For several decades, the amount of air transportation activity has been growing consistently at about double the rate of world production due to globalization, the rise of world GDP, liberalization, etc. These growths was equally fuelled by an increase in business persons mobility and therefore demand for air travel, by a surge of world trade and therefore more business cargo, courier services as well as by significant increase in tourism. Air transportation is characterized by network attributes, high fixed costs, highly unstable demand as well as the need for great expertise and great emphasis on safety. It is therefore vital to look at the innovations behind the evolution of the airline industry & review what lies ahead in the future for their survival.

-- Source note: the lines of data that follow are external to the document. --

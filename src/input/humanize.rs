//! Click humanization
//!
//! Adds small, centre-weighted offsets to click positions and variance to
//! fixed delays so repeated clicks do not land on the exact same pixel at
//! the exact same rhythm.

use rand::Rng;

use crate::config::HumanizeSettings;
use crate::geometry::{ScreenPoint, WindowRect};

/// Delays never drop below this after variance is applied
const MIN_DELAY_MS: u64 = 20;

/// Generates jittered click positions and delays
pub struct Humanizer {
    rng: rand::rngs::ThreadRng,
    settings: HumanizeSettings,
}

impl Default for Humanizer {
    fn default() -> Self {
        Self::new(HumanizeSettings::default())
    }
}

impl Humanizer {
    pub fn new(settings: HumanizeSettings) -> Self {
        Self {
            rng: rand::thread_rng(),
            settings,
        }
    }

    /// Jitter a click position, keeping it inside `within`
    pub fn click_position(&mut self, point: ScreenPoint, within: &WindowRect) -> ScreenPoint {
        if !self.settings.enabled || within.is_empty() {
            return point;
        }

        let (dx, dy) = self.humanize_position(self.settings.position_offset_max);
        let x = (point.x as i64 + dx as i64).clamp(within.x as i64, within.right() - 1);
        let y = (point.y as i64 + dy as i64).clamp(within.y as i64, within.bottom() - 1);
        ScreenPoint::new(x as i32, y as i32)
    }

    /// Random (dx, dy) offset, each within `max_offset`
    pub fn humanize_position(&mut self, max_offset: i32) -> (i32, i32) {
        if max_offset <= 0 {
            return (0, 0);
        }
        (self.gaussian_offset(max_offset), self.gaussian_offset(max_offset))
    }

    // Sum of three uniforms, close enough to a bell curve
    fn gaussian_offset(&mut self, max_offset: i32) -> i32 {
        let sum: f32 = (0..3).map(|_| self.rng.gen::<f32>() - 0.5).sum();
        (sum * max_offset as f32 * 0.67) as i32
    }

    /// Apply the configured percentage variance to a delay
    pub fn delay(&mut self, base_ms: u64) -> u64 {
        if !self.settings.enabled {
            return base_ms;
        }
        self.humanize_delay(base_ms, self.settings.timing_variance_percent)
    }

    pub fn humanize_delay(&mut self, base_ms: u64, variance_percent: u32) -> u64 {
        if variance_percent == 0 || base_ms == 0 {
            return base_ms;
        }

        let variance = (base_ms as f64 * variance_percent.min(100) as f64 / 100.0) as i64;
        let offset = self.rng.gen_range(-variance..=variance);
        (base_ms as i64 + offset).max(MIN_DELAY_MS as i64) as u64
    }
}

#[cfg(test)]
mod tests {
    use super::*;

    fn enabled(max_offset: i32) -> Humanizer {
        Humanizer::new(HumanizeSettings {
            enabled: true,
            position_offset_max: max_offset,
            timing_variance_percent: 30,
        })
    }

    #[test]
    fn test_offsets_are_bounded() {
        let mut humanizer = enabled(10);
        for _ in 0..200 {
            let (x, y) = humanizer.humanize_position(10);
            assert!((-10..=10).contains(&x));
            assert!((-10..=10).contains(&y));
        }
    }

    #[test]
    fn test_jitter_stays_inside_window() {
        let mut humanizer = enabled(50);
        let rect = WindowRect::new(-1920, 0, 40, 40);
        for _ in 0..200 {
            let point = humanizer.click_position(ScreenPoint::new(-1920, 39), &rect);
            assert!(rect.contains(point));
        }
    }

    #[test]
    fn test_disabled_is_identity() {
        let mut humanizer = Humanizer::new(HumanizeSettings {
            enabled: false,
            ..Default::default()
        });
        let rect = WindowRect::new(0, 0, 100, 100);
        let point = ScreenPoint::new(42, 17);

        assert_eq!(humanizer.click_position(point, &rect), point);
        assert_eq!(humanizer.delay(500), 500);
    }

    #[test]
    fn test_delay_variance_is_bounded() {
        let mut humanizer = enabled(3);
        for _ in 0..500 {
            let delay = humanizer.humanize_delay(500, 30);
            assert!((350..=650).contains(&delay));
        }
        assert_eq!(humanizer.humanize_delay(500, 0), 500);
    }
}
//! Dispatcher that records instead of acting

use super::{ActionDispatcher, DispatchError, KeyPress};
use crate::desktop::TrackedWindow;
use crate::geometry::ScreenPoint;

#[derive(Debug, Clone, PartialEq)]
pub(crate) enum Dispatched {
    Activate(TrackedWindow),
    Click(ScreenPoint),
    Key(KeyPress),
}

/// Records every action; `on_click` runs after each recorded click
#[derive(Default)]
pub(crate) struct RecordingDispatcher {
    pub actions: Vec<Dispatched>,
    pub fail_clicks: bool,
    pub on_click: Option<Box<dyn FnMut(ScreenPoint)>>,
}

impl RecordingDispatcher {
    pub fn clicks(&self) -> Vec<ScreenPoint> {
        self.actions
            .iter()
            .filter_map(|a| match a {
                Dispatched::Click(p) => Some(*p),
                _ => None,
            })
            .collect()
    }
}

impl ActionDispatcher for RecordingDispatcher {
    fn activate(&mut self, window: &TrackedWindow) -> Result<(), DispatchError> {
        self.actions.push(Dispatched::Activate(window.clone()));
        Ok(())
    }

    fn click(&mut self, point: ScreenPoint) -> Result<(), DispatchError> {
        if self.fail_clicks {
            return Err(DispatchError::Input("click refused".to_string()));
        }
        self.actions.push(Dispatched::Click(point));
        if let Some(hook) = self.on_click.as_mut() {
            hook(point);
        }
        Ok(())
    }

    fn press_key(&mut self, key: KeyPress) -> Result<(), DispatchError> {
        self.actions.push(Dispatched::Key(key));
        Ok(())
    }
}
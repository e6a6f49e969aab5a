//! Configuration module
//!
//! Handles pilot settings loaded from JSON and their built-in defaults.

pub mod settings;

pub use settings::{
    ConfigError, DebugSettings, HumanizeSettings, Settings, TimingSettings, WindowSettings,
};
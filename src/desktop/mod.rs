//! Desktop access module
//!
//! Enumerates OS windows and displays, captures display pixels, and
//! locates the game window among everything that is on screen.

#[cfg(test)]
pub(crate) mod fake;
pub mod locator;
pub mod xcap_backend;

use image::RgbaImage;
use serde::{Deserialize, Serialize};

use crate::geometry::WindowRect;

pub use locator::{InvalidReason, LocateError, TrackedWindow, WindowLocator};
pub use xcap_backend::XcapDesktop;

/// A top-level window as reported by the OS
#[derive(Debug, Clone, PartialEq, Serialize, Deserialize)]
pub struct WindowInfo {
    /// Owning process / application name
    pub app_name: String,
    /// Window title
    pub title: String,
    /// Window rectangle in desktop pixels
    pub rect: WindowRect,
    /// Whether the window is minimized
    pub minimized: bool,
}

/// A physical display as reported by the OS
#[derive(Debug, Clone, PartialEq, Serialize, Deserialize)]
pub struct DisplayInfo {
    /// Backend-specific display id
    pub id: u32,
    /// Display name
    pub name: String,
    /// Logical rectangle in desktop pixels
    pub rect: WindowRect,
    /// Physical pixels per logical pixel
    pub scale_factor: f32,
    /// Whether this is the primary display
    pub is_primary: bool,
}

/// Platform seam for window enumeration and pixel capture
pub trait DesktopBackend {
    /// All top-level windows, front to back where the OS reports an order
    fn windows(&self) -> Result<Vec<WindowInfo>, BackendError>;

    /// All attached displays
    fn displays(&self) -> Result<Vec<DisplayInfo>, BackendError>;

    /// Capture the full contents of one display
    fn capture_display(&self, display: &DisplayInfo) -> Result<RgbaImage, BackendError>;

    /// The primary display, falling back to the first one reported
    fn primary_display(&self) -> Result<DisplayInfo, BackendError> {
        let displays = self.displays()?;
        displays
            .iter()
            .find(|d| d.is_primary)
            .or_else(|| displays.first())
            .cloned()
            .ok_or(BackendError::NoDisplays)
    }
}

/// Desktop backend errors
#[derive(Debug, thiserror::Error)]
pub enum BackendError {
    #[error("Failed to enumerate windows: {0}")]
    WindowEnumeration(String),
    #[error("Failed to enumerate displays: {0}")]
    DisplayEnumeration(String),
    #[error("No displays attached")]
    NoDisplays,
    #[error("Display {0} is no longer attached")]
    DisplayGone(u32),
    #[error("Screen capture failed: {0}")]
    Capture(String),
}
//! One-frame perception: state, colour evidence and UI elements together

use serde::{Deserialize, Serialize};

use crate::config::Settings;
use crate::vision::{
    ColorCatalog, ColorCoverage, DetectionReport, ElementDetector, Frame, FrameInfo, GameState,
    HsvFrame, RecommendedAction, StateClassifier,
};

/// Everything learned from one frame
#[derive(Debug, Clone)]
pub struct Observation {
    pub frame: Frame,
    pub state: GameState,
    /// Coverage of every catalog band
    pub coverage: ColorCoverage,
    pub detections: DetectionReport,
}

impl Observation {
    pub fn summary(&self) -> ObservationSummary {
        ObservationSummary {
            frame: self.frame.info(),
            state: self.state,
            coverage: self.coverage.clone(),
            recommended_action: self.detections.recommended_action(),
            detections: self.detections.clone(),
        }
    }
}

/// Serializable view of an [`Observation`] without pixels
#[derive(Debug, Clone, PartialEq, Serialize, Deserialize)]
pub struct ObservationSummary {
    pub frame: FrameInfo,
    pub state: GameState,
    pub coverage: ColorCoverage,
    pub recommended_action: RecommendedAction,
    pub detections: DetectionReport,
}

/// The classifier and detector built from one set of settings
#[derive(Debug, Clone)]
pub struct Perception {
    catalog: ColorCatalog,
    classifier: StateClassifier,
    detector: ElementDetector,
}

impl Perception {
    pub fn new(settings: &Settings) -> Self {
        Self {
            catalog: settings.colors.clone(),
            classifier: StateClassifier::new(settings.colors.clone(), settings.states.clone()),
            detector: ElementDetector::new(settings.colors.clone(), settings.elements.clone()),
        }
    }

    /// Classify and detect over a frame, converting it to HSV once
    pub fn observe(&self, frame: Frame) -> Observation {
        let hsv = HsvFrame::from_frame(&frame);
        let coverage = hsv.coverage(self.catalog.iter());
        let state = self.classifier.classify_coverage(&coverage);
        let detections = self.detector.detect_all_hsv(&hsv, frame.info());

        log::info!(
            "Observed {} ({} elements, next: {:?})",
            state,
            detections.total(),
            detections.recommended_action()
        );

        Observation {
            frame,
            state,
            coverage,
            detections,
        }
    }

    pub fn classifier(&self) -> &StateClassifier {
        &self.classifier
    }

    pub fn detector(&self) -> &ElementDetector {
        &self.detector
    }
}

Three innovations by major carriers in the 1980s
In the ever competitive era of the airlines industry, established airlines were being induced to bring about a stream of innovations that allowed them to provide various classes of ever-better service to their most attractive customers who are relatively price-insensitive and wanted predictable levels of service to as many destinations as possible. Since all the airlines had the same generic strategy, to do it better and faster than the competition is the name of the game. In the 1980s, according to Wensveen (2007, pp. 151-152), airlines first established the ?hub-and-spoke? route structures, designed to funnel traffic from outlying regions for further transit, at very high load factors to major destinations, second, airlines adopted frequent-flier programs designed to enhance brand loyalty among business travelers and to exploit the differences between regional and national (or international) airlines in terms of more desirable destinations, third, the airlines developed sophisticated reservation systems that they used for at least two purposes which is to skew in their favor the display of scheduling information on the screens that were used in travel agents offices, and to establish yield management programs.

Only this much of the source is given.